[Stored items]
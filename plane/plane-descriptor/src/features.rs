//! Darboux-frame pair features.

use nalgebra::{Point3, Vector3};

/// The four PFH features of one point pair.
///
/// With `u = n1`, `v = (p2 - p1) × u` (normalised) and `w = u × v`:
///
/// - `theta = atan2(w · n2, u · n2)` in `[-π, π]`
/// - `alpha = v · n2` in `[-1, 1]`
/// - `phi = u · (p2 - p1) / |p2 - p1|` in `[-1, 1]`
/// - `distance = |p2 - p1|`
///
/// A coplanar pair with parallel normals has all three angular features
/// equal to zero.
#[derive(Debug, Clone, Copy, PartialEq, Default)]
pub struct PairFeatures {
    /// Angle of `n2` in the `(u, w)` plane.
    pub theta: f64,
    /// Component of `n2` along `v`.
    pub alpha: f64,
    /// Cosine between the source normal and the pair direction.
    pub phi: f64,
    /// Euclidean distance between the two points.
    pub distance: f64,
}

/// Computes the pair features of `(p1, n1)` and `(p2, n2)`.
///
/// The point whose normal makes the smaller angle with the connecting line
/// is taken as the frame origin, so the result does not depend on argument
/// order. Returns `None` for coincident points, or when the connecting line
/// is parallel to the frame normal (no Darboux frame exists).
///
/// # Example
///
/// ```
/// use plane_descriptor::compute_pair_features;
/// use nalgebra::{Point3, Vector3};
///
/// let f = compute_pair_features(
///     &Point3::origin(), &Vector3::z(),
///     &Point3::new(1.0, 0.0, 0.0), &Vector3::z(),
/// ).unwrap();
/// assert!(f.theta.abs() < 1e-12 && f.alpha.abs() < 1e-12 && f.phi.abs() < 1e-12);
/// assert!((f.distance - 1.0).abs() < 1e-12);
/// ```
#[must_use]
pub fn compute_pair_features(
    p1: &Point3<f64>,
    n1: &Vector3<f64>,
    p2: &Point3<f64>,
    n2: &Vector3<f64>,
) -> Option<PairFeatures> {
    let mut dp = p2 - p1;
    let distance = dp.norm();
    if distance == 0.0 {
        return None;
    }

    let angle1 = n1.dot(&dp) / distance;
    let angle2 = n2.dot(&dp) / distance;

    let (u, n2, phi) = if angle1.abs().acos() > angle2.abs().acos() {
        dp = -dp;
        (*n2, *n1, -angle2)
    } else {
        (*n1, *n2, angle1)
    };

    let v = dp.cross(&u);
    let v_norm = v.norm();
    if v_norm == 0.0 {
        return None;
    }
    let v = v / v_norm;
    let w = u.cross(&v);

    Some(PairFeatures {
        theta: w.dot(&n2).atan2(u.dot(&n2)),
        alpha: v.dot(&n2),
        phi,
        distance,
    })
}
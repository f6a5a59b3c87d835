//! Region-growing plane segmentation.
//!
//! [`RegionGrowthSegmenter`] turns a point cloud with normals and curvature
//! into a list of [`SegmentedPlane`](plane_types::SegmentedPlane)s, no point
//! belonging to two planes.
//!
//! # Algorithm
//!
//! 1. **Seed** - the unprocessed point with the smallest curvature
//! 2. **Initialise** - its `k` nearest available neighbours form the first
//!    region; twice their mean spacing is the search radius. Seeds whose
//!    neighbourhood is far wider than those of earlier regions are rejected
//!    as leftovers of already segmented areas
//! 3. **Grow** - every iteration searches around the newest members and
//!    admits points within epsilon of the current plane. While the region is
//!    small the plane is refitted and epsilon tracks the RMS distance of the
//!    members
//! 4. **Validate** - after a few iterations a point feature histogram must
//!    show the region is planar; radius and epsilon then double
//! 5. **Commit** - once nothing more is admitted, outliers are pruned and the
//!    region becomes a plane
//!
//! The run stops when 80% of the cloud is assigned, no seed is left, or it
//! is stopped through its [`SegmentationControl`].
//!
//! # Example
//!
//! ```no_run
//! use plane_segment::{segment, SegmentationParams};
//! use plane_types::PointCloud;
//!
//! let mut cloud = PointCloud::load("room.xyz").unwrap();
//! cloud.estimate_normals(15).unwrap();
//!
//! let planes = segment(&cloud, SegmentationParams::default()).unwrap();
//! for plane in &planes {
//!     println!("{} points, {:.2} m²", plane.len(), plane.surface);
//! }
//! ```

#![cfg_attr(not(test), deny(clippy::unwrap_used, clippy::expect_used))]

mod control;
mod error;
mod events;
mod params;
mod segmenter;
mod state;

pub use control::SegmentationControl;
pub use error::{SegmentError, SegmentResult};
pub use events::{FinishReason, GrowthOutcome, RejectionReason, SegmentationEvent, StepOutcome};
pub use params::{RejectionPolicy, SegmentationParams, SAFETY_FACTOR, SAFETY_WARMUP_PLANES};
pub use segmenter::{segment, RegionGrowthSegmenter};
pub use state::{GrowthPhase, RegionGrowthState};
//! Plane representation and least-squares fitting.

use nalgebra::{Point3, Vector3};

use crate::cloud::PointCloud;
use crate::normals::fit_local_surface;

/// A plane `n · p + d = 0` with the centroid of the points it was fitted to.
#[derive(Debug, Clone, Copy, PartialEq)]
#[cfg_attr(feature = "serde", derive(serde::Serialize, serde::Deserialize))]
pub struct Plane {
    /// Unit normal.
    pub normal: Vector3<f64>,
    /// Signed offset: `d = -n · centroid`.
    pub d: f64,
    /// Centroid of the supporting points (a point on the plane).
    pub centroid: Point3<f64>,
}

impl Plane {
    /// Creates a plane through `point` with the given normal.
    ///
    /// Returns `None` when the normal is zero.
    ///
    /// # Example
    ///
    /// ```
    /// use plane_types::Plane;
    /// use nalgebra::{Point3, Vector3};
    ///
    /// let plane = Plane::from_point_normal(Point3::new(0.0, 0.0, 2.0), Vector3::new(0.0, 0.0, 3.0)).unwrap();
    /// assert!((plane.d + 2.0).abs() < 1e-12);
    /// assert!((plane.signed_distance(&Point3::new(5.0, 5.0, 3.0)) - 1.0).abs() < 1e-12);
    /// ```
    #[must_use]
    pub fn from_point_normal(point: Point3<f64>, normal: Vector3<f64>) -> Option<Self> {
        let norm = normal.norm();
        if norm < f64::EPSILON {
            return None;
        }
        let normal = normal / norm;
        Some(Self {
            normal,
            d: -normal.dot(&point.coords),
            centroid: point,
        })
    }

    /// Least-squares plane through the points with the given ids.
    ///
    /// The normal is the direction of least variance of the points. Its sign
    /// is chosen to agree with the summed point normals when the cloud has
    /// them, so a fitted plane faces the same way as its members.
    ///
    /// Returns `None` with fewer than 3 ids.
    #[must_use]
    pub fn fit(cloud: &PointCloud, ids: &[usize]) -> Option<Self> {
        if ids.len() < 3 {
            return None;
        }
        let centroid = cloud.centroid_of(ids)?;
        let positions: Vec<Point3<f64>> = ids.iter().map(|&i| cloud.points[i].position).collect();
        let local: Vec<usize> = (0..positions.len()).collect();
        let mut normal = fit_local_surface(&positions, &local).normal;

        let orientation: Vector3<f64> = ids
            .iter()
            .filter_map(|&i| cloud.points[i].normal)
            .sum();
        if normal.dot(&orientation) < 0.0 {
            normal = -normal;
        }

        Self::from_point_normal(centroid, normal)
    }

    /// Signed distance from `point` to the plane (positive on the normal side).
    #[must_use]
    pub fn signed_distance(&self, point: &Point3<f64>) -> f64 {
        self.normal.dot(&point.coords) + self.d
    }

    /// Absolute distance from `point` to the plane.
    #[must_use]
    pub fn distance(&self, point: &Point3<f64>) -> f64 {
        self.signed_distance(point).abs()
    }

    /// Orthogonal projection of `point` onto the plane.
    #[must_use]
    pub fn project(&self, point: &Point3<f64>) -> Point3<f64> {
        point - self.normal * self.signed_distance(point)
    }

    /// Root-mean-square distance of the given cloud points to the plane.
    ///
    /// This is the standard deviation of the point-to-plane residuals of a
    /// least-squares fit (their mean is zero). Returns 0 for no ids.
    #[must_use]
    pub fn rms_distance(&self, cloud: &PointCloud, ids: &[usize]) -> f64 {
        if ids.is_empty() {
            return 0.0;
        }
        let sum_sq: f64 = ids
            .iter()
            .map(|&i| self.signed_distance(&cloud.points[i].position).powi(2))
            .sum();
        (sum_sq / ids.len() as f64).sqrt()
    }

    /// Largest distance of the given cloud points to the plane.
    #[must_use]
    pub fn max_distance(&self, cloud: &PointCloud, ids: &[usize]) -> f64 {
        ids.iter()
            .map(|&i| self.distance(&cloud.points[i].position))
            .fold(0.0, f64::max)
    }

    /// Two unit vectors spanning the plane, orthogonal to each other and to
    /// the normal, forming a right-handed frame `(e1, e2, n)`.
    #[must_use]
    pub fn basis(&self) -> (Vector3<f64>, Vector3<f64>) {
        let n = self.normal;
        // Pick the world axis least aligned with the normal as helper.
        let helper = if n.x.abs() <= n.y.abs() && n.x.abs() <= n.z.abs() {
            Vector3::x()
        } else if n.y.abs() <= n.z.abs() {
            Vector3::y()
        } else {
            Vector3::z()
        };
        let e1 = helper.cross(&n).normalize();
        let e2 = n.cross(&e1);
        (e1, e2)
    }
}

#[cfg(test)]
#[allow(clippy::unwrap_used)]
mod tests {
    use super::*;
    use crate::cloud::CloudPoint;
    use approx::assert_relative_eq;

    fn tilted_cloud() -> PointCloud {
        // Points on z = 0.5 x + 1 with a consistent upward-ish normal.
        let n = Vector3::new(-0.5, 0.0, 1.0).normalize();
        let mut cloud = PointCloud::new();
        for i in 0..6 {
            for j in 0..6 {
                let x = f64::from(i) * 0.2 + f64::from(j) * 0.013;
                let y = f64::from(j) * 0.2 - f64::from(i) * 0.007;
                cloud.push(CloudPoint::with_normal(Point3::new(x, y, 0.5 * x + 1.0), n));
            }
        }
        cloud
    }

    #[test]
    fn test_fit_recovers_tilted_plane() {
        let cloud = tilted_cloud();
        let ids: Vec<usize> = (0..cloud.len()).collect();
        let plane = Plane::fit(&cloud, &ids).unwrap();

        let expected = Vector3::new(-0.5, 0.0, 1.0).normalize();
        assert_relative_eq!(plane.normal, expected, epsilon = 1e-9);
        assert!(plane.max_distance(&cloud, &ids) < 1e-9);
        assert!(plane.rms_distance(&cloud, &ids) < 1e-9);
    }

    #[test]
    fn test_fit_follows_member_normals() {
        let mut cloud = tilted_cloud();
        for p in &mut cloud.points {
            p.normal = p.normal.map(|n| -n);
        }
        let ids: Vec<usize> = (0..cloud.len()).collect();
        let plane = Plane::fit(&cloud, &ids).unwrap();
        assert!(plane.normal.z < 0.0);
    }

    #[test]
    fn test_fit_needs_three_points() {
        let cloud = tilted_cloud();
        assert!(Plane::fit(&cloud, &[0, 1]).is_none());
    }

    #[test]
    fn test_project_and_distance() {
        let plane = Plane::from_point_normal(Point3::origin(), Vector3::z()).unwrap();
        let p = Point3::new(3.0, 4.0, -7.0);
        assert_relative_eq!(plane.signed_distance(&p), -7.0);
        assert_relative_eq!(plane.distance(&p), 7.0);
        assert_relative_eq!(plane.project(&p), Point3::new(3.0, 4.0, 0.0));
    }

    #[test]
    fn test_rms_distance() {
        let plane = Plane::from_point_normal(Point3::origin(), Vector3::z()).unwrap();
        let cloud = PointCloud::from_positions(&[
            Point3::new(0.0, 0.0, 1.0),
            Point3::new(1.0, 0.0, -1.0),
        ]);
        assert_relative_eq!(plane.rms_distance(&cloud, &[0, 1]), 1.0);
        assert_relative_eq!(plane.rms_distance(&cloud, &[]), 0.0);
    }

    #[test]
    fn test_basis_is_orthonormal_frame() {
        for n in [
            Vector3::z(),
            Vector3::x(),
            Vector3::new(1.0, 2.0, -3.0).normalize(),
        ] {
            let plane = Plane::from_point_normal(Point3::origin(), n).unwrap();
            let (e1, e2) = plane.basis();
            assert_relative_eq!(e1.norm(), 1.0, epsilon = 1e-12);
            assert_relative_eq!(e2.norm(), 1.0, epsilon = 1e-12);
            assert_relative_eq!(e1.dot(&e2), 0.0, epsilon = 1e-12);
            assert_relative_eq!(e1.dot(&n), 0.0, epsilon = 1e-12);
            assert_relative_eq!(e1.cross(&e2), n, epsilon = 1e-12);
        }
    }

    #[test]
    fn test_zero_normal_is_rejected() {
        assert!(Plane::from_point_normal(Point3::origin(), Vector3::zeros()).is_none());
    }
}
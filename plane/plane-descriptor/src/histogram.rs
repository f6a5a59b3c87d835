//! 125-bin point feature histograms.

use std::f64::consts::PI;

use nalgebra::{Point3, Vector3};

use crate::features::{compute_pair_features, PairFeatures};

/// Subdivisions per angular feature.
pub const PFH_SPLITS: usize = 5;

/// Number of histogram bins (`PFH_SPLITS³`).
pub const PFH_BINS: usize = PFH_SPLITS * PFH_SPLITS * PFH_SPLITS;

/// Bin holding pairs whose three angular features are all centred, i.e.
/// coplanar points with parallel normals.
pub const PLANE_BIN: usize = 62;

/// A point feature histogram. Bins sum to 100 (percent of pairs) for any
/// neighbourhood of at least two points.
#[derive(Debug, Clone, PartialEq)]
pub struct PfhSignature {
    /// Per-bin share of pairs, in percent.
    pub histogram: [f64; PFH_BINS],
}

impl Default for PfhSignature {
    fn default() -> Self {
        Self {
            histogram: [0.0; PFH_BINS],
        }
    }
}

impl PfhSignature {
    /// Value of one bin.
    #[must_use]
    pub fn bin(&self, index: usize) -> f64 {
        self.histogram[index]
    }

    /// Percentage of pairs that look coplanar.
    #[must_use]
    pub fn planar_share(&self) -> f64 {
        self.histogram[PLANE_BIN]
    }

    /// Sum of all bins.
    #[must_use]
    pub fn total(&self) -> f64 {
        self.histogram.iter().sum()
    }

    /// L1 distance between two histograms.
    #[must_use]
    pub fn l1_distance(&self, other: &Self) -> f64 {
        self.histogram
            .iter()
            .zip(&other.histogram)
            .map(|(a, b)| (a - b).abs())
            .sum()
    }
}

fn split_index(value: f64, lower: f64, range: f64) -> usize {
    let raw = (PFH_SPLITS as f64 * (value - lower) / range).floor();
    #[allow(clippy::cast_possible_truncation, clippy::cast_sign_loss)]
    let index = raw.clamp(0.0, (PFH_SPLITS - 1) as f64) as usize;
    index
}

/// Histogram bin of one pair: `theta + 5·alpha + 25·phi` over the split
/// indices.
#[must_use]
pub fn bin_index(features: &PairFeatures) -> usize {
    let f_theta = split_index(features.theta, -PI, 2.0 * PI);
    let f_alpha = split_index(features.alpha, -1.0, 2.0);
    let f_phi = split_index(features.phi, -1.0, 2.0);
    f_theta + PFH_SPLITS * f_alpha + PFH_SPLITS * PFH_SPLITS * f_phi
}

/// Computes the histogram of the neighbourhood `indices` of a point set.
///
/// Every unordered pair contributes `100 / (n(n-1)/2)`. Pairs without a
/// Darboux frame (coincident points, line along the normal) are skipped, so
/// their share is left out of every bin. Fewer than two indices give an
/// empty histogram.
#[must_use]
pub fn compute_pfh(
    positions: &[Point3<f64>],
    normals: &[Vector3<f64>],
    indices: &[usize],
) -> PfhSignature {
    let mut signature = PfhSignature::default();
    let n = indices.len();
    if n < 2 {
        return signature;
    }

    let increment = 100.0 / (n * (n - 1) / 2) as f64;
    for (i_idx, &i) in indices.iter().enumerate() {
        for &j in &indices[..i_idx] {
            let Some(features) =
                compute_pair_features(&positions[i], &normals[i], &positions[j], &normals[j])
            else {
                continue;
            };
            signature.histogram[bin_index(&features)] += increment;
        }
    }
    signature
}

#[cfg(test)]
mod tests {
    use super::*;
    use approx::assert_relative_eq;

    #[test]
    fn test_zero_features_land_in_plane_bin() {
        assert_eq!(bin_index(&PairFeatures::default()), PLANE_BIN);
    }

    #[test]
    fn test_extremes_are_clamped() {
        let f = PairFeatures {
            theta: PI,
            alpha: 1.0,
            phi: 1.0,
            distance: 1.0,
        };
        assert_eq!(bin_index(&f), PFH_BINS - 1);

        let f = PairFeatures {
            theta: -PI,
            alpha: -1.0,
            phi: -1.0,
            distance: 1.0,
        };
        assert_eq!(bin_index(&f), 0);
    }

    #[test]
    fn test_flat_patch_fills_plane_bin() {
        let positions: Vec<_> = (0..20)
            .map(|i| {
                let t = f64::from(i);
                Point3::new((t * 0.7).sin(), (t * 1.3).cos(), 0.0)
            })
            .collect();
        let normals = vec![Vector3::z(); positions.len()];
        let ids: Vec<usize> = (0..positions.len()).collect();

        let sig = compute_pfh(&positions, &normals, &ids);
        assert_relative_eq!(sig.total(), 100.0, epsilon = 1e-9);
        assert_relative_eq!(sig.planar_share(), 100.0, epsilon = 1e-9);
    }

    #[test]
    fn test_points_along_normal_are_skipped() {
        let positions: Vec<_> = (0..20)
            .map(|i| Point3::new(0.0, 0.0, f64::from(i) * 0.01))
            .collect();
        let normals = vec![Vector3::z(); positions.len()];
        let ids: Vec<usize> = (0..positions.len()).collect();

        let sig = compute_pfh(&positions, &normals, &ids);
        assert_relative_eq!(sig.total(), 0.0);
        assert_relative_eq!(sig.planar_share(), 0.0);
    }

    #[test]
    fn test_coincident_points_are_skipped() {
        let positions = vec![Point3::new(1.0, 2.0, 3.0); 20];
        let normals: Vec<_> = (0..20)
            .map(|i| if i % 2 == 0 { Vector3::z() } else { Vector3::x() })
            .collect();
        let ids: Vec<usize> = (0..positions.len()).collect();

        let sig = compute_pfh(&positions, &normals, &ids);
        assert_relative_eq!(sig.planar_share(), 0.0);
    }

    #[test]
    fn test_tiny_neighbourhood_is_empty() {
        let positions = vec![Point3::origin()];
        let normals = vec![Vector3::z()];
        let sig = compute_pfh(&positions, &normals, &[0]);
        assert_relative_eq!(sig.total(), 0.0);
    }

    #[test]
    fn test_l1_distance() {
        let mut a = PfhSignature::default();
        let mut b = PfhSignature::default();
        a.histogram[3] = 10.0;
        b.histogram[3] = 4.0;
        b.histogram[100] = 2.0;
        assert_relative_eq!(a.l1_distance(&b), 8.0);
        assert_relative_eq!(b.l1_distance(&a), 8.0);
        assert_relative_eq!(a.l1_distance(&a), 0.0);
    }
}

Problem to solve » Using the records above, report each line with the string "Option".

Response to the exercise »
) -> Option<PairFeatures> {
    pub fn from_point_normal(point: Point3<f64>, normal: Vector3<f64>) -> Option<Self> {
    pub fn fit(cloud: &PointCloud, ids: &[usize]) -> Option<Self> {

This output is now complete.